Jean-Yves Berthon : « L’innovation est un mot clé chez nous, tout comme la flexibilité et la réactivité »

Jean-Yves Berthon : « L’innovation est un mot clé chez nous, tout comme la flexibilité et la réactivité »

Spécialisé dans le secteur des biotechnologies végétales, le groupe Greentech a fêté ses 25 ans en 2017. Alors que l’entreprise a son siège au Biopôle Clermont/Limagne, à Gerzat, son PDG, Jean-Yves Berthon, revient sur cette aventure exceptionnelle et sur les projets de développement.

I. – Que représente aujourd’hui le groupe Greentech ?
J.-Y. B. – Greentech est une société à part entière mais notre ensemble forme un petit groupe de plusieurs entreprises. Nous avons Biovitis, installée dans le nord du Cantal. Nous construisons en ce moment un 2ème site sur le Biopôle Clermont/Limagne. Ensuite, nous avons Greensea, située à proximité de Montpellier, et enfin, une autre société, installée au Brésil qui s’appelle Mapric. A cela s’ajoutent deux autres filiales commerciales, l’une aux Etats-Unis (Greentech US), et l’autre en Allemagne (Greentech GMDH). Cet ensemble représente 180 personnes et nous faisons environ 31 millions d’€ de chiffre d’affaires. La recherche est chez nous un domaine très important. Un tiers de nos équipes travaille dans les laboratoires. Parmi nos collaborateurs, nous avons 16 docteurs en sciences diverses : biologie, chimie, biochimie, microbiologie, etc. Nous avons aussi des ingénieurs et des techniciens supérieurs.

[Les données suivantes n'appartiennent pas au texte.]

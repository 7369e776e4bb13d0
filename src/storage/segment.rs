use std::fs::{File, OpenOptions};
use std::io::{Read, Seek, SeekFrom, Write};
use std::path::{Path, PathBuf};
use parking_lot::Mutex;
use serde::{Deserialize, Serialize};
use crate::core::error::{Error, ErrorKind, Result};

/// Segment file header
#[derive(Debug, Clone, Copy, PartialEq, Eq, Serialize, Deserialize)]
pub struct SegmentHeader {
    pub version: u32,     // Format version
    pub row_width: u32,   // Bytes per row
    pub capacity: u32,    // Rows per segment
}

impl SegmentHeader {
    pub const VERSION: u32 = 1;
    pub const SIZE: usize = 12; // Fixed header size

    pub fn new(row_width: u32, capacity: u32) -> Self {
        SegmentHeader {
            version: Self::VERSION,
            row_width,
            capacity,
        }
    }
}

/// One capacity-bounded file of fixed-width rows
pub struct Segment {
    pub segment_no: u32,
    pub path: PathBuf,
    pub header: SegmentHeader,
    file: Mutex<File>,
    rows: Mutex<u32>,
}

impl Segment {
    pub fn create(path: &Path, segment_no: u32, header: SegmentHeader) -> Result<Self> {
        let mut file = OpenOptions::new()
            .create(true)
            .truncate(true)
            .read(true)
            .write(true)
            .open(path)?;

        let data = bincode::serialize(&header)?;
        file.write_all(&data)?;

        Ok(Segment {
            segment_no,
            path: path.to_path_buf(),
            header,
            file: Mutex::new(file),
            rows: Mutex::new(0),
        })
    }

    pub fn open(path: &Path, segment_no: u32, expected: SegmentHeader) -> Result<Self> {
        let mut file = OpenOptions::new().read(true).write(true).open(path)?;

        let mut header_buf = vec![0u8; SegmentHeader::SIZE];
        file.read_exact(&mut header_buf)?;
        let header: SegmentHeader = bincode::deserialize(&header_buf)?;

        if header.version != SegmentHeader::VERSION {
            return Err(Error::new(
                ErrorKind::Corruption,
                format!("Incompatible segment version {} in {:?}", header.version, path),
            ));
        }
        if header.row_width != expected.row_width || header.capacity != expected.capacity {
            return Err(Error::new(
                ErrorKind::Corruption,
                format!(
                    "Segment {:?} has width {} / capacity {}, expected {} / {}",
                    path, header.row_width, header.capacity, expected.row_width, expected.capacity
                ),
            ));
        }

        // A torn trailing row is dropped
        let data_len = file.metadata()?.len().saturating_sub(SegmentHeader::SIZE as u64);
        let rows = (data_len / header.row_width as u64).min(header.capacity as u64) as u32;
        file.set_len(SegmentHeader::SIZE as u64 + rows as u64 * header.row_width as u64)?;

        Ok(Segment {
            segment_no,
            path: path.to_path_buf(),
            header,
            file: Mutex::new(file),
            rows: Mutex::new(rows),
        })
    }

    pub fn rows(&self) -> u32 {
        *self.rows.lock()
    }

    pub fn is_full(&self) -> bool {
        self.rows() >= self.header.capacity
    }

    fn offset(&self, pos: u32) -> u64 {
        SegmentHeader::SIZE as u64 + pos as u64 * self.header.row_width as u64
    }

    /// Append one row, returning its position inside the segment
    pub fn append(&self, row: &[u8]) -> Result<u32> {
        let mut rows = self.rows.lock();
        if *rows >= self.header.capacity {
            return Err(Error::new(
                ErrorKind::InvalidState,
                format!("Segment {} is full", self.segment_no),
            ));
        }

        let offset = self.offset(*rows);
        let mut file = self.file.lock();
        file.seek(SeekFrom::Start(offset))?;
        file.write_all(row)?;

        let pos = *rows;
        *rows += 1;
        Ok(pos)
    }

    pub fn read(&self, pos: u32) -> Result<Vec<u8>> {
        let mut row = vec![0u8; self.header.row_width as usize];
        let mut file = self.file.lock();
        file.seek(SeekFrom::Start(self.offset(pos)))?;
        file.read_exact(&mut row)?;
        Ok(row)
    }

    /// Whole data region, used to fill the segment cache
    pub fn read_all(&self) -> Result<Vec<u8>> {
        let rows = self.rows();
        let mut data = vec![0u8; rows as usize * self.header.row_width as usize];
        let mut file = self.file.lock();
        file.seek(SeekFrom::Start(SegmentHeader::SIZE as u64))?;
        file.read_exact(&mut data)?;
        Ok(data)
    }

    pub fn write(&self, pos: u32, row: &[u8]) -> Result<()> {
        let mut file = self.file.lock();
        file.seek(SeekFrom::Start(self.offset(pos)))?;
        file.write_all(row)?;
        Ok(())
    }

    pub fn truncate(&self, rows: u32) -> Result<()> {
        let mut current = self.rows.lock();
        let file = self.file.lock();
        file.set_len(self.offset(rows))?;
        *current = rows;
        Ok(())
    }

    pub fn sync(&self) -> Result<()> {
        self.file.lock().sync_all()?;
        Ok(())
    }
}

I. – Pouvez-vous nous expliquer quelle est votre activité ?
J.-Y. B. – L’ensemble des sociétés travaille dans le secteur des biotechnologies. Greentech est spécialisée dans les plantes. Nous allons chercher les principes actifs de ces dernières en les extrayant et en les purifiant. Ces principes vont servir à la cosmétique, à la pharmacie ainsi qu’à la nutraceutique, c’est-à-dire pour l’élaboration de produits diététiques. En ce qui concerne la cosmétique, notre plus gros marché, nous vendons à toutes les marques dans le monde par le biais de notre force commerciale ici en France mais aussi à travers nos filiales étrangères et grâce à des distributeurs présents dans quarante pays. Nos clients sont à la fois des petites marques et des grandes marques comme l’Oréal, Dior ou Clarins. 60 % de notre chiffre d’affaires est lié à l’exportation et nos principaux marchés sont les Etats-Unis, l’Allemagne, l’Italie, la Chine, le Canada, l’Espagne, la Pologne et le Japon.

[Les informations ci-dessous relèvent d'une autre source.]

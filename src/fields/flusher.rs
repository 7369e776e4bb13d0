use std::sync::Arc;
use std::thread::{self, JoinHandle};
use std::time::Duration;
use crossbeam::channel::{self, RecvTimeoutError, Sender};
use crate::core::error::Result;
use crate::fields::directory::SparseDirectory;

/// Background thread that persists a directory every `interval` while it
/// has unflushed changes
pub struct FlushTask {
    stop: Sender<()>,
    handle: JoinHandle<()>,
}

impl FlushTask {
    pub fn spawn(directory: Arc<SparseDirectory>, interval: Duration) -> Result<Self> {
        let (stop, stopped) = channel::bounded::<()>(1);

        let handle = thread::Builder::new()
            .name("docid-fields-flush".to_string())
            .spawn(move || {
                loop {
                    match stopped.recv_timeout(interval) {
                        Err(RecvTimeoutError::Timeout) => {
                            if let Err(e) = directory.flush() {
                                tracing::error!(error = %e, "periodic flush of docid fields index failed");
                            }
                        }
                        Ok(()) | Err(RecvTimeoutError::Disconnected) => break,
                    }
                }
                tracing::debug!("docid fields flush task stopped");
            })?;

        Ok(FlushTask { stop, handle })
    }

    /// Signal the thread and wait for it to exit
    pub fn stop(self) {
        let _ = self.stop.send(());
        if self.handle.join().is_err() {
            tracing::error!("docid fields flush task panicked");
        }
    }
}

I. – Greentech a fêté ses 25 ans en 2017, comment se sont passés les débuts et qu’est-ce qui a le plus changé durant cette période ?
J.-Y. B. – L’entreprise a été créée le 1er octobre 1992. Au début, nous étions hébergés par l’INRA et ce, jusqu’en 1995. Nous avons été la première entreprise du Biopôle de Gerzat. Ce qui a le plus changé en un quart de siècle, c’est pour moi la réglementation. Elle est devenue bien plus sévère, aussi bien sur les produits que sur le travail de développement effectué au quotidien. La réglementation s’est également durcie au niveau des matières premières. Nous importons beaucoup d’entre elles de différents pays et la législation s’avère de plus en plus stricte afin de respecter la biodiversité et les communautés. Ceci est tout à fait normal. Aujourd’hui, le secteur de la cosmétique se rapproche de plus en plus de celui de la pharmacie.

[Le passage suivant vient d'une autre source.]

#[test]
fn load_rebuilds_keys_and_truncates() {
    let dir = TempDir::new().unwrap();
    let config = test_config(dir.path());
    {
        let table = open_table(dir.path(), &config);
        table.add_field("color", DataType::String, false).unwrap();
        let docs: Vec<Document> = (0..6)
            .map(|i| Document::new(format!("k{}", i)).with_field(Field::string("color", "blue")))
            .collect();
        assert_eq!(table.batch_add(&docs).success_count(), 6);
        table.close().unwrap();
    }

    let table = open_table(dir.path(), &config);
    assert_eq!(table.key_count(), 0);
    assert_eq!(table.load(6, &AllLive).unwrap(), 6);
    assert_eq!(table.key_count(), 6);

    let mut deleted = DeletedDocs::new();
    deleted.mark(1);
    assert_eq!(table.load(4, &deleted).unwrap(), 4);
    assert_eq!(table.doc_count(), 4);
    assert_eq!(table.key_count(), 3);
    assert_eq!(table.docid_of(&key("k1")), None);
    assert_eq!(table.docid_of(&key("k4")), None);
    assert_eq!(table.docid_of(&key("k3")), Some(DocId(3)));
    assert!(table.fields_index().get_all(4).unwrap().is_empty());

    // more docs recorded than on disk keeps what is there
    assert_eq!(table.load(100, &AllLive).unwrap(), 4);

    let result = table.batch_add(&[Document::new("k9").with_field(Field::string("color", "green"))]);
    assert_eq!(result.docids(), vec![DocId(4)]);
    let doc = table.get_doc(&by_key("k9"), &["color"]).unwrap();
    assert_eq!(doc.fields, vec![Field::string("color", "green")]);
}

#[test]
fn delete_removes_only_the_key() {
    let dir = TempDir::new().unwrap();
    let table = open_table(dir.path(), &test_config(dir.path()));
    table.batch_add(&[Document::new("a"), Document::new("b")]);

    assert_eq!(table.delete(&key("a")).unwrap(), DocId(0));
    assert_eq!(table.delete(&key("a")).unwrap_err().kind, ErrorKind::DocNotFound);
    assert_eq!(table.get_doc(&by_key("a"), &[]).unwrap_err().kind, ErrorKind::DocNotFound);
    assert_eq!(table.doc_count(), 2);
    assert_eq!(table.get_doc(&DocRef::Id(DocId(0)), &[]).unwrap().key, key("a"));
}

#[test]
fn dynamic_field_names_cannot_shadow_fixed_ones() {
    let dir = TempDir::new().unwrap();
    let table = open_table(dir.path(), &test_config(dir.path()));

    assert_eq!(table.add_field("title", DataType::String, false).unwrap_err().kind, ErrorKind::Schema);
    let first = table.add_field("color", DataType::String, true).unwrap();
    assert_eq!(table.add_field("color", DataType::String, true).unwrap(), first);

    assert_eq!(table.field_type("title"), Some(DataType::String));
    assert_eq!(table.field_type("tags"), Some(DataType::MultiString));
    assert_eq!(table.field_type("color"), Some(DataType::String));
    assert_eq!(table.field_type("nope"), None);

    let names: Vec<String> = table.all_fields().into_iter().map(|f| f.name).collect();
    assert_eq!(names, vec!["_id", "title", "score", "count", "tags", "color"]);
}

#[test]
fn strict_mode_rejects_unknown_fields() {
    let dir = TempDir::new().unwrap();
    let config = Config {
        strict_fields: true,
        ..test_config(dir.path())
    };
    let table = open_table(dir.path(), &config);

    let result = table.batch_add(&[Document::new("a").with_field(Field::int("ghost", 1))]);
    assert_eq!(result.results[0].as_ref().unwrap_err().kind, ErrorKind::FieldNotFound);
    assert_eq!(table.doc_count(), 0);
}

#[test]
fn raw_values_of_fixed_fields() {
    let dir = TempDir::new().unwrap();
    let table = open_table(dir.path(), &test_config(dir.path()));
    table
        .add(
            &key("a"),
            &[Field::string("title", "first"), Field::double("score", 0.5), Field::int("count", 3)],
            DocId(0),
        )
        .unwrap();

    assert_eq!(table.field_raw_value(DocId(0), "title").unwrap(), b"first".to_vec());
    assert_eq!(table.field_raw_value(DocId(0), "score").unwrap(), 0.5f64.to_ne_bytes().to_vec());
    assert_eq!(table.field_raw_value(DocId(0), "count").unwrap(), 3i32.to_ne_bytes().to_vec());

    let count_id = table.layout().fields().iter().position(|f| f.name == "count").unwrap();
    assert_eq!(table.field_raw_value_by_id(DocId(0), count_id).unwrap(), 3i32.to_ne_bytes().to_vec());

    assert_eq!(table.field_raw_value(DocId(0), "missing").unwrap_err().kind, ErrorKind::FieldNotFound);
    assert_eq!(
        table.field_raw_value_by_id(DocId(0), table.layout().len()).unwrap_err().kind,
        ErrorKind::FieldNotFound
    );
    assert_eq!(table.field_raw_value(DocId(1), "count").unwrap_err().kind, ErrorKind::DocNotFound);
}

I. – Le côté naturel de vos produits est aussi très important, n’est-ce-pas ?
N. B. – Nous avons été les premiers en 2002 à être certifiés bio. Le bio représente environ 10 % de notre chiffre d’affaires. Au-delà, nous utilisons des matières premières d’origine naturelle, que ce soit des plantes, des algues ou des micro-organismes. Cela nous permet d’être inventif et innovant. L’innovation est un mot clé chez Greentech, tout comme la flexibilité et la réactivité. Nous essayons toujours de fonctionner en mode start-up, en privilégiant la dimension humaine, à la fois en interne mais également avec nos fournisseurs et nos clients.

I. – Quels sont vos projets pour l’avenir et vos perspectives de développement ?
N. B. – Nous allons agrandir le bâtiment de Greentech pour la troisième fois. Chez Biovitis, notre deuxième usine sera prête au début de l’été sur le Biopôle Clermont/Limagne. Sinon, notre objectif est de poursuivre notre développement international.